## [YOUR ASSIGNMENT]
Here the requirement is to repeat every record exactly, in full.

## [RECORD SET]

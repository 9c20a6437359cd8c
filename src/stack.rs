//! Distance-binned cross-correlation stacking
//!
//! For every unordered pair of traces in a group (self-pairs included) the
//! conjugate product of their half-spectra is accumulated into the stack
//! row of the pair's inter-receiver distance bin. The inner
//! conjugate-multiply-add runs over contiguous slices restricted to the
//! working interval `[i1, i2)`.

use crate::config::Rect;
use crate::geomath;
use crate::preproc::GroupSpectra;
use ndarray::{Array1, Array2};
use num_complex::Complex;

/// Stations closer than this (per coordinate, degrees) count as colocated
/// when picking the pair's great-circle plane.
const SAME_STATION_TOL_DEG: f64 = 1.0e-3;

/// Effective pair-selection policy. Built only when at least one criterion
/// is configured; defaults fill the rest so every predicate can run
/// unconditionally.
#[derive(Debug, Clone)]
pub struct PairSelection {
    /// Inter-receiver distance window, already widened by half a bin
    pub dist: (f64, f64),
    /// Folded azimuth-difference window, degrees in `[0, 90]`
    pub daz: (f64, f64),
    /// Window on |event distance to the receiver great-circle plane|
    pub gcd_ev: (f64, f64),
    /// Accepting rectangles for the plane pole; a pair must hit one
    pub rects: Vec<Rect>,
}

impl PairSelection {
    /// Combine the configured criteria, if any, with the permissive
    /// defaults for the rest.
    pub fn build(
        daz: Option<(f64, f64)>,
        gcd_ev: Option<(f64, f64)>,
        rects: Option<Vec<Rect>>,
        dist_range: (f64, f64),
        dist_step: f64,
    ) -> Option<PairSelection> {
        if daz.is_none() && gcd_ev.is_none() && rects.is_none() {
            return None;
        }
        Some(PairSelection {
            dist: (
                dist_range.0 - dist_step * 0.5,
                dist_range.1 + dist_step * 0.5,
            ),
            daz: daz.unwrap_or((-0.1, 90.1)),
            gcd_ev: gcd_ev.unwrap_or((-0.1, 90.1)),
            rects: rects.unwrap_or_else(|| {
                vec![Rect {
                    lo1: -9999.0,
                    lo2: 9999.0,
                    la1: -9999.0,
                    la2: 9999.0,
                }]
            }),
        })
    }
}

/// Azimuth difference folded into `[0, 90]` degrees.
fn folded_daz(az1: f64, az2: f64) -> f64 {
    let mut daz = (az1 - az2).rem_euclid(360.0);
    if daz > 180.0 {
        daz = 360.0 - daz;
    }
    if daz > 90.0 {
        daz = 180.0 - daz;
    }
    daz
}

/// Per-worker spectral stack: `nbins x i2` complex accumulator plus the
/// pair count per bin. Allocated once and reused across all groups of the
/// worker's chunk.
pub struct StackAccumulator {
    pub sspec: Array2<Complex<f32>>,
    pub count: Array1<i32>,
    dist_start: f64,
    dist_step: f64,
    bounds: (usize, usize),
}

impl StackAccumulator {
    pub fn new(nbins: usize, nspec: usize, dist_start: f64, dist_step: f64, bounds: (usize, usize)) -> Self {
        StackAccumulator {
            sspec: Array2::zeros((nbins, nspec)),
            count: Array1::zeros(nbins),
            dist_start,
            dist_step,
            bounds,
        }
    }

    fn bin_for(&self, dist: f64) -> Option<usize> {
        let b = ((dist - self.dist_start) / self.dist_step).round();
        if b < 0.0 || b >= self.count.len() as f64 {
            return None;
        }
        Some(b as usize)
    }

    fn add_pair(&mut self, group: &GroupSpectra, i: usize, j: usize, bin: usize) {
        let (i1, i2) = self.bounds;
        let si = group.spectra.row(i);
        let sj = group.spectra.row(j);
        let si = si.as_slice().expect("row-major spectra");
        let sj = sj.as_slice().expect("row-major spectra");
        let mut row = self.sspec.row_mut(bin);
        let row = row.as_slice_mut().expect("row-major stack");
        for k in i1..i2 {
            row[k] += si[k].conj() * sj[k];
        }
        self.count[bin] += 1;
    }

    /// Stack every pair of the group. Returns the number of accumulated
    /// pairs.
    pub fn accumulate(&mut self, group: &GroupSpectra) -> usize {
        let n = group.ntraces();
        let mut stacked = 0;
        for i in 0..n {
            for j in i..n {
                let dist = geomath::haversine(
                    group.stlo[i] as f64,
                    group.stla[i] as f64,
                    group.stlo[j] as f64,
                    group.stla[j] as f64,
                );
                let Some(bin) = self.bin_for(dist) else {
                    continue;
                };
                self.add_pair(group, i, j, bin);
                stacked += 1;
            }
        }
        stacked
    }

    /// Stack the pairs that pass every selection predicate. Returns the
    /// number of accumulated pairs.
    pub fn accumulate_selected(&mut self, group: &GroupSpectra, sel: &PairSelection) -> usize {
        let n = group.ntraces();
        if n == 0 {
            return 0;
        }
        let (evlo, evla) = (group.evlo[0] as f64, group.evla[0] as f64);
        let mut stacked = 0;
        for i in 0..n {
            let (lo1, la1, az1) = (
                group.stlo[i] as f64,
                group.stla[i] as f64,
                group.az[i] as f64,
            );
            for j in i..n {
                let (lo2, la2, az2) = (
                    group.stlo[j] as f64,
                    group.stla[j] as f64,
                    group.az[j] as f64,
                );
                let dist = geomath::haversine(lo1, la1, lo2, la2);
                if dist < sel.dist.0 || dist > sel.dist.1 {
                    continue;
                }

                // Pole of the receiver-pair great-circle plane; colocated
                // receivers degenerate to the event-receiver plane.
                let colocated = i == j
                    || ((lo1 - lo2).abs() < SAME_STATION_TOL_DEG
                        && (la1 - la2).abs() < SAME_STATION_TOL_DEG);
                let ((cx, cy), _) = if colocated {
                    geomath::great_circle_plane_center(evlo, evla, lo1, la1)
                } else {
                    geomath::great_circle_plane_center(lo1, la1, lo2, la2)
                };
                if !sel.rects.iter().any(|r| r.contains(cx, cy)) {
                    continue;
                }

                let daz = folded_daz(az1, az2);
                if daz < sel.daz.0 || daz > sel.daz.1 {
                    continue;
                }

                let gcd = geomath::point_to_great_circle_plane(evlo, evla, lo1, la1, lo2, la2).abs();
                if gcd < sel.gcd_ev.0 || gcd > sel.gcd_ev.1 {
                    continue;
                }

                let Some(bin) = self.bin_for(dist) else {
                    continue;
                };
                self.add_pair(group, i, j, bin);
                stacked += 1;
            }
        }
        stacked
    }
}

## [RESULT OF THIS TASK]
repository 9c20a6437359cd8c
filename src/stack.rs
//! Distance-binned cross-correlation stacking
//!
//! For every unordered pair of traces in a group (self-pairs included) the
//! conjugate product of their half-spectra is accumulated into the stack
//! row of the pair's inter-receiver distance bin. The inner
//! conjugate-multiply-add runs over contiguous slices restricted to the
//! working interval `[i1, i2)`.

use crate::config::Rect;
use crate::geomath;
use crate::preproc::GroupSpectra;
use ndarray::{Array1, Array2};
use num_complex::Complex;

/// Stations closer than this (per coordinate, degrees) count as colocated
/// when picking the pair's great-circle plane.
const SAME_STATION_TOL_DEG: f64 = 1.0e-3;

/// Effective pair-selection policy. Built only when at least one criterion
/// is configured; defaults fill the rest so every predicate can run
/// unconditionally.
#[derive(Debug, Clone)]
pub struct PairSelection {
    /// Inter-receiver distance window, already widened by half a bin
    pub dist: (f64, f64),
    /// Folded azimuth-difference window, degrees in `[0, 90]`
    pub daz: (f64, f64),
    /// Window on |event distance to the receiver great-circle plane|
    pub gcd_ev: (f64, f64),
    /// Accepting rectangles for the plane pole; a pair must hit one
    pub rects: Vec<Rect>,
}

impl PairSelection {
    /// Combine the configured criteria, if any, with the permissive
    /// defaults for the rest.
    pub fn build(
        daz: Option<(f64, f64)>,
        gcd_ev: Option<(f64, f64)>,
        rects: Option<Vec<Rect>>,
        dist_range: (f64, f64),
        dist_step: f64,
    ) -> Option<PairSelection> {
        if daz.is_none() && gcd_ev.is_none() && rects.is_none() {
            return None;
        }
        Some(PairSelection {
            dist: (
                dist_range.0 - dist_step * 0.5,
                dist_range.1 + dist_step * 0.5,
            ),
            daz: daz.unwrap_or((-0.1, 90.1)),
            gcd_ev: gcd_ev.unwrap_or((-0.1, 90.1)),
            rects: rects.unwrap_or_else(|| {
                vec![Rect {
                    lo1: -9999.0,
                    lo2: 9999.0,
                    la1: -9999.0,
                    la2: 9999.0,
                }]
            }),
        })
    }
}

/// Azimuth difference folded into `[0, 90]` degrees.
fn folded_daz(az1: f64, az2: f64) -> f64 {
    let mut daz = (az1 - az2).rem_euclid(360.0);
    if daz > 180.0 {
        daz = 360.0 - daz;
    }
    if daz > 90.0 {
        daz = 180.0 - daz;
    }
    daz
}

/// Per-worker spectral stack: `nbins x i2` complex accumulator plus the
/// pair count per bin. Allocated once and reused across all groups of the
/// worker's chunk.
pub struct StackAccumulator {
    pub sspec: Array2<Complex<f32>>,
    pub count: Array1<i32>,
    dist_start: f64,
    dist_step: f64,
    bounds: (usize, usize),
}

impl StackAccumulator {
    pub fn new(nbins: usize, nspec: usize, dist_start: f64, dist_step: f64, bounds: (usize, usize)) -> Self {
        StackAccumulator {
            sspec: Array2::zeros((nbins, nspec)),
            count: Array1::zeros(nbins),
            dist_start,
            dist_step,
            bounds,
        }
    }

    fn bin_for(&self, dist: f64) -> Option<usize> {
        let b = ((dist - self.dist_start) / self.dist_step).round();
        if b < 0.0 || b >= self.count.len() as f64 {
            return None;
        }
        Some(b as usize)
    }

    fn add_pair(&mut self, group: &GroupSpectra, i: usize, j: usize, bin: usize) {
        let (i1, i2) = self.bounds;
        let si = group.spectra.row(i);
        let sj = group.spectra.row(j);
        let si = si.as_slice().expect("row-major spectra");
        let sj = sj.as_slice().expect("row-major spectra");
        let mut row = self.sspec.row_mut(bin);
        let row = row.as_slice_mut().expect("row-major stack");
        for k in i1..i2 {
            row[k] += si[k].conj() * sj[k];
        }
        self.count[bin] += 1;
    }

    /// Stack every pair of the group. Returns the number of accumulated
    /// pairs.
    pub fn accumulate(&mut self, group: &GroupSpectra) -> usize {
        let n = group.ntraces();
        let mut stacked = 0;
        for i in 0..n {
            for j in i..n {
                let dist = geomath::haversine(
                    group.stlo[i] as f64,
                    group.stla[i] as f64,
                    group.stlo[j] as f64,
                    group.stla[j] as f64,
                );
                let Some(bin) = self.bin_for(dist) else {
                    continue;
                };
                self.add_pair(group, i, j, bin);
                stacked += 1;
            }
        }
        stacked
    }

    /// Stack the pairs that pass every selection predicate. Returns the
    /// number of accumulated pairs.
    pub fn accumulate_selected(&mut self, group: &GroupSpectra, sel: &PairSelection) -> usize {
        let n = group.ntraces();
        if n == 0 {
            return 0;
        }
        let (evlo, evla) = (group.evlo[0] as f64, group.evla[0] as f64);
        let mut stacked = 0;
        for i in 0..n {
            let (lo1, la1, az1) = (
                group.stlo[i] as f64,
                group.stla[i] as f64,
                group.az[i] as f64,
            );
            for j in i..n {
                let (lo2, la2, az2) = (
                    group.stlo[j] as f64,
                    group.stla[j] as f64,
                    group.az[j] as f64,
                );
                let dist = geomath::haversine(lo1, la1, lo2, la2);
                if dist < sel.dist.0 || dist > sel.dist.1 {
                    continue;
                }

                // Pole of the receiver-pair great-circle plane; colocated
                // receivers degenerate to the event-receiver plane.
                let colocated = i == j
                    || ((lo1 - lo2).abs() < SAME_STATION_TOL_DEG
                        && (la1 - la2).abs() < SAME_STATION_TOL_DEG);
                let ((cx, cy), _) = if colocated {
                    geomath::great_circle_plane_center(evlo, evla, lo1, la1)
                } else {
                    geomath::great_circle_plane_center(lo1, la1, lo2, la2)
                };
                if !sel.rects.iter().any(|r| r.contains(cx, cy)) {
                    continue;
                }

                let daz = folded_daz(az1, az2);
                if daz < sel.daz.0 || daz > sel.daz.1 {
                    continue;
                }

                let gcd = geomath::point_to_great_circle_plane(evlo, evla, lo1, la1, lo2, la2).abs();
                if gcd < sel.gcd_ev.0 || gcd > sel.gcd_ev.1 {
                    continue;
                }

                let Some(bin) = self.bin_for(dist) else {
                    continue;
                };
                self.add_pair(group, i, j, bin);
                stacked += 1;
            }
        }
        stacked
    }
}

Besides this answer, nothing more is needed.